Embora afirme que seus agentes não tiveram participação oficial na Satiagraha, a direção da Abin tem conhecimento de que uma equipe liderada pelo espião Ambrósio estava atuando sob o comando de Protógenes. Paulo Lacerda, diretor afastado da Abin, revelou a amigos que foi procurado pelo delegado no final do ano passado, dias depois de assumir o comando da agência. "Estou sozinho", reclamou Protógenes a seu antigo protetor. "Estão tirando os meios da operação lá na Polícia Federal." Segundo revelou Lacerda, foi o próprio Protógenes quem solicitou uma reunião dele, Lacerda, com Corrêa.

"Avisei ao doutor Luiz Fernando Corrêa que a investigação do Daniel Dantas tinha um potencial explosivo", disse o diretor afastado da Abin em conversas reservadas. "O Protógenes ressuscitou a operação com a ajuda da Abin." Protógenes também afirmou a Lacerda que Lorenz sabia dos detalhes do trabalho dos espiões da Abin. Nas conversas com amigos, Lacerda assegura que o atual diretor da PF foi nomeado pelo ministro Tarso Genro para brecar investigações que poderiam atingir algumas alas do PT. Segundo ele, na lista de operações que deveriam ser abortadas estava a Satiagraha.

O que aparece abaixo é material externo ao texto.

//! MCP method dispatcher
//!
//! Maps JSON-RPC requests onto the surface registry. Shared by the stdio and
//! HTTP transports; session handling stays in the transport.

use serde_json::{json, Value};
use std::sync::Arc;

use super::registry::SurfaceRegistry;
use crate::error::ProviderError;
use crate::transport::jsonrpc::{
    InitializeResult, JsonRpcError, JsonRpcRequest, JsonRpcResponse, PromptsCapability,
    ResourcesCapability, ServerCapabilities, ServerInfo, ToolsCapability,
};

/// MCP protocol revision spoken by this server
pub const PROTOCOL_VERSION: &str = "2024-11-05";

/// Server name reported during initialization
pub const SERVER_NAME: &str = "binance-mcp";

const INSTRUCTIONS: &str = "Read-only Binance market data. Use get_price, \
get_price_24hr_change and get_rolling_windows_price with a crypto name (btc, \
ethereum) or a trading pair (BTCUSDT). Read memory://symbol_map for known names.";

type DispatchResult = std::result::Result<Value, JsonRpcError>;

#[derive(Clone)]
pub struct McpHandler {
    registry: Arc<SurfaceRegistry>,
}

impl McpHandler {
    pub fn new(registry: Arc<SurfaceRegistry>) -> Self {
        Self { registry }
    }

    /// Handle one request
    ///
    /// Returns `None` for notifications, which never get a response.
    pub async fn handle(&self, request: JsonRpcRequest) -> Option<JsonRpcResponse> {
        if request.is_notification() {
            tracing::debug!(method = %request.method, "Received notification");
            return None;
        }

        let id = request.id.clone().unwrap_or(Value::Null);

        if !request.is_valid_version() {
            return Some(JsonRpcResponse::error(JsonRpcError::invalid_request(), id));
        }

        let outcome = self.dispatch(&request.method, request.params).await;
        Some(match outcome {
            Ok(result) => JsonRpcResponse::success(result, id),
            Err(error) => {
                tracing::debug!(
                    method = %request.method,
                    code = error.code,
                    message = %error.message,
                    "Request failed"
                );
                JsonRpcResponse::error(error, id)
            }
        })
    }

    async fn dispatch(&self, method: &str, params: Option<Value>) -> DispatchResult {
        let params = params.unwrap_or(Value::Null);

        match method {
            "initialize" => self.initialize(),
            "ping" => Ok(json!({})),
            "tools/list" => Ok(self.tools_list()),
            "tools/call" => self.tools_call(params).await,
            "resources/list" => Ok(self.resources_list()),
            "resources/templates/list" => Ok(self.resource_templates_list()),
            "resources/read" => self.resources_read(params).await,
            "prompts/list" => Ok(self.prompts_list()),
            "prompts/get" => self.prompts_get(params),
            other => Err(JsonRpcError::new(
                JsonRpcError::METHOD_NOT_FOUND,
                format!("Method not found: {}", other),
            )),
        }
    }

    fn initialize(&self) -> DispatchResult {
        let result = InitializeResult {
            protocol_version: PROTOCOL_VERSION.to_string(),
            capabilities: ServerCapabilities {
                tools: Some(ToolsCapability {
                    list_changed: Some(false),
                }),
                resources: Some(ResourcesCapability {
                    subscribe: Some(false),
                    list_changed: Some(false),
                }),
                prompts: Some(PromptsCapability {
                    list_changed: Some(false),
                }),
            },
            server_info: ServerInfo {
                name: SERVER_NAME.to_string(),
                version: env!("CARGO_PKG_VERSION").to_string(),
            },
            instructions: Some(INSTRUCTIONS.to_string()),
        };

        serde_json::to_value(result)
            .map_err(|e| JsonRpcError::from(ProviderError::Internal(e.to_string())))
    }

    fn tools_list(&self) -> Value {
        let tools: Vec<Value> = self.registry.list_tools().iter().map(|t| t.to_json()).collect();
        json!({ "tools": tools })
    }

    async fn tools_call(&self, params: Value) -> DispatchResult {
        let name = required_str(&params, "name")?;
        let arguments = params.get("arguments").cloned().unwrap_or(Value::Null);

        let text = self.registry.invoke(name, arguments).await?;

        Ok(json!({
            "content": [{
                "type": "text",
                "text": text,
            }],
            "isError": false,
        }))
    }

    fn resources_list(&self) -> Value {
        let resources: Vec<Value> = self
            .registry
            .list_resources()
            .iter()
            .map(|r| r.to_json())
            .collect();
        json!({ "resources": resources })
    }

    fn resource_templates_list(&self) -> Value {
        let templates: Vec<Value> = self
            .registry
            .list_resource_templates()
            .iter()
            .map(|r| r.to_json())
            .collect();
        json!({ "resourceTemplates": templates })
    }

    async fn resources_read(&self, params: Value) -> DispatchResult {
        let uri = required_str(&params, "uri")?;
        let (resource, text) = self.registry.read_resource(uri).await?;

        Ok(json!({
            "contents": [{
                "uri": uri,
                "mimeType": resource.mime_type,
                "text": text,
            }]
        }))
    }

    fn prompts_list(&self) -> Value {
        let prompts: Vec<Value> = self
            .registry
            .list_prompts()
            .iter()
            .map(|p| p.to_json())
            .collect();
        json!({ "prompts": prompts })
    }

    fn prompts_get(&self, params: Value) -> DispatchResult {
        let name = required_str(&params, "name")?;
        let arguments = params.get("arguments").cloned().unwrap_or(Value::Null);

        let (prompt, text) = self.registry.render_prompt(name, arguments)?;

        Ok(json!({
            "description": prompt.description,
            "messages": [{
                "role": "user",
                "content": {
                    "type": "text",
                    "text": text,
                }
            }]
        }))
    }
}

fn required_str<'a>(params: &'a Value, field: &str) -> Result<&'a str, JsonRpcError> {
    params
        .get(field)
        .and_then(Value::as_str)
        .ok_or_else(|| ProviderError::InvalidArgument(format!("Missing '{}'", field)).into())
}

Ao mostrar a zona de ilegalidade por onde trafegam os agentes da Abin, a crise instalada com a confirmação da escuta clandestina de parlamentares e membros da mais alta corte de Justiça do País provocou reações indignadas de toda a sociedade. Na CPI do Grampo, há a disposição de se buscar uma nova legislação que seja capaz de efetivamente impedir o abuso dos arapongas e o uso irregular das interceptações para atender a interesses escusos.O presidente da CPI, deputado Marcelo Itagiba (PMDB-RJ), antecipou à ISTOÉ que vai apresentar um projeto para endurecer a legislação. Um "código nacional de interceptação telefônica", disse Itagiba. O artigo número um dessa nova proposta é uma pena pesada para interceptação ilegal, em torno de quatro anos de reclusão. A comissão também vai sugerir a punição de agentes públicos que "vazam" escutas telefônicas.

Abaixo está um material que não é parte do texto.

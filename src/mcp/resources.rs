//! MCP Resources Implementation
//!
//! Read handlers for the symbol map, the activity log, and per-symbol prices.

use crate::activity::{self, render_entries};
use crate::error::ProviderError;

use super::registry::HandlerFuture;
use super::server::BinanceServer;
use super::tools::price_sentence;
use super::uri::UriParams;

pub const SYMBOL_MAP_URI: &str = "memory://symbol_map";
pub const ACTIVITY_LOG_URI: &str = "memory://activity_log";
pub const CRYPTO_PRICE_URI: &str = "resource://crypto_price/{symbol}";

/// Symbol mappings as `crypto_name,symbol` CSV
pub fn read_symbol_map(server: &BinanceServer, _params: UriParams) -> HandlerFuture<'_, String> {
    Box::pin(async move {
        server.resolver.warm().await;
        Ok(server.resolver.symbol_map().to_csv())
    })
}

/// Every retained activity entry, one per line
pub fn read_activity_log(server: &BinanceServer, _params: UriParams) -> HandlerFuture<'_, String> {
    Box::pin(async move {
        let entries = activity::read_all(&server.activity).await;
        Ok(render_entries(&entries))
    })
}

/// Current price for the `{symbol}` segment, e.g. `resource://crypto_price/btc`
pub fn read_crypto_price(server: &BinanceServer, params: UriParams) -> HandlerFuture<'_, String> {
    Box::pin(async move {
        let name = params
            .get("symbol")
            .ok_or_else(|| ProviderError::InvalidArgument("Missing symbol".to_string()))?;
        let symbol = server.resolver.resolve_async(name).await;

        let ticker = server.market.fetch_price(&symbol).await?;
        Ok(price_sentence(&ticker))
    })
}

Itagiba pretende propor um capítulo especial sobre a comercialização e fiscalização de equipamentos de escuta, nos mesmos moldes do que acontece nos Estados Unidos. Lá, nenhum equipamento pode ser vendido sem a chancela do governo. No Brasil, a idéia é deixar o controle com a Agência Nacional de Telecomunicações, a Anatel. O parlamentar apóia a iniciativa do Conselho Nacional de Justiça de uniformizar os processos para autorização de escuta telefônica. "A CPI mostrou que os preceitos constitucionais não estão sendo observados", diz Itagiba. Também no Ministério da Justiça elabora-se um projeto para disciplinar o uso do grampo telefônico. A proposta do governo é que os espiões da Abin sejam espionados por um grupo de observadores eleitos para isso. Trata-se de uma proposta que tem o aval do senador Demóstenes Torres, vítima do grampo que deflagrou a crise. Na quinta-feira 4, ele prestou depoimento de mais de duas horas ao delegado William Morad e no final do encontro propôs a criação de um núcleo formado por sete pessoas para monitorar, dentro da Abin, todas as atividades dos arapongas.

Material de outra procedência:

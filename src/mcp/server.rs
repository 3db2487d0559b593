//! MCP Server State
//!
//! Holds the long-lived collaborators every handler works with.

use std::sync::Arc;

use crate::activity::ActivityLog;
use crate::binance::{BinanceClient, MarketDataClient};
use crate::config::Config;
use crate::error::Result;
use crate::symbols::{CsvSymbols, StaticSymbols, SymbolResolver};
use crate::transport::TransportMode;

/// Shared server state
///
/// Built once at startup and handed by reference to every tool, resource,
/// and prompt handler.
#[derive(Clone)]
pub struct BinanceServer {
    /// Name → trading symbol resolution (loaded at most once)
    pub resolver: Arc<SymbolResolver>,

    /// Upstream ticker queries with mandatory activity logging
    pub market: MarketDataClient,

    /// Activity log backend
    pub activity: Arc<dyn ActivityLog>,
}

impl BinanceServer {
    pub fn new(
        resolver: Arc<SymbolResolver>,
        market: MarketDataClient,
        activity: Arc<dyn ActivityLog>,
    ) -> Self {
        Self {
            resolver,
            market,
            activity,
        }
    }

    /// Build the server for a transport mode
    ///
    /// - stdio: durable file log, CSV symbol table under the data directory
    /// - http: in-memory ring buffer, built-in symbol table
    ///
    /// `BINANCE_MCP_LOG_BACKEND` overrides the log backend for either mode.
    pub fn from_config(config: &Config, mode: TransportMode) -> Result<Self> {
        let backend = config
            .log_backend
            .unwrap_or_else(|| mode.default_log_backend());
        let activity = backend.build(config.activity_log_path());

        let resolver = match mode {
            TransportMode::Stdio => {
                SymbolResolver::new(CsvSymbols::new(config.symbol_map_path()), activity.clone())
            }
            TransportMode::Http => SymbolResolver::new(StaticSymbols, activity.clone()),
        };

        let client = BinanceClient::with_base_url(&config.base_url)?;
        let market = MarketDataClient::new(client, activity.clone());

        tracing::info!(
            mode = %mode,
            log_backend = ?backend,
            base_url = %config.base_url,
            "Initialized Binance server"
        );

        Ok(Self::new(Arc::new(resolver), market, activity))
    }
}

#[cfg(test)]
mod tests {
    use super::*;
    use tempfile::tempdir;

    #[test]
    fn test_stdio_mode_uses_csv_and_file_log() {
        let dir = tempdir().unwrap();
        let config = Config::with_paths("http://127.0.0.1:9", dir.path());

        let server = BinanceServer::from_config(&config, TransportMode::Stdio).unwrap();
        assert_eq!(server.resolver.resolve("btc"), "BTCUSDT");
        assert!(config.symbol_map_path().exists());

        server.activity.info("hello".to_string());
        assert!(config.activity_log_path().exists());
    }

    #[test]
    fn test_http_mode_uses_memory_log() {
        let dir = tempdir().unwrap();
        let config = Config::with_paths("http://127.0.0.1:9", dir.path());

        let server = BinanceServer::from_config(&config, TransportMode::Http).unwrap();
        server.activity.info("hello".to_string());
        assert_eq!(server.activity.read_all().len(), 1);
        assert!(!config.activity_log_path().exists());
        assert!(!config.symbol_map_path().exists());
    }
}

É certo que a implantação de um estado policialesco incapaz de assegurar o sigilo das comunicações é algo que deve ser rechaçado. Não cabem, porém, as críticas apaixonadas - que sustentam o fim de qualquer grampo ou até mesmo a extinção de todos os serviços de inteligência - nem as motivadas por razões políticas que pretendem se valer do condenável grampo contra o presidente do STF para dar vazão a pendengas partidárias. Há que se considerar que, quando usadas de forma regular, transparente e sob o rígido controle do Judiciário, as escutas telefônicas têm se mostrado uma extraordinária ferramenta de combate ao crime organizado, como tráfico de drogas, lavagem de dinheiro e até casos de pedofilia.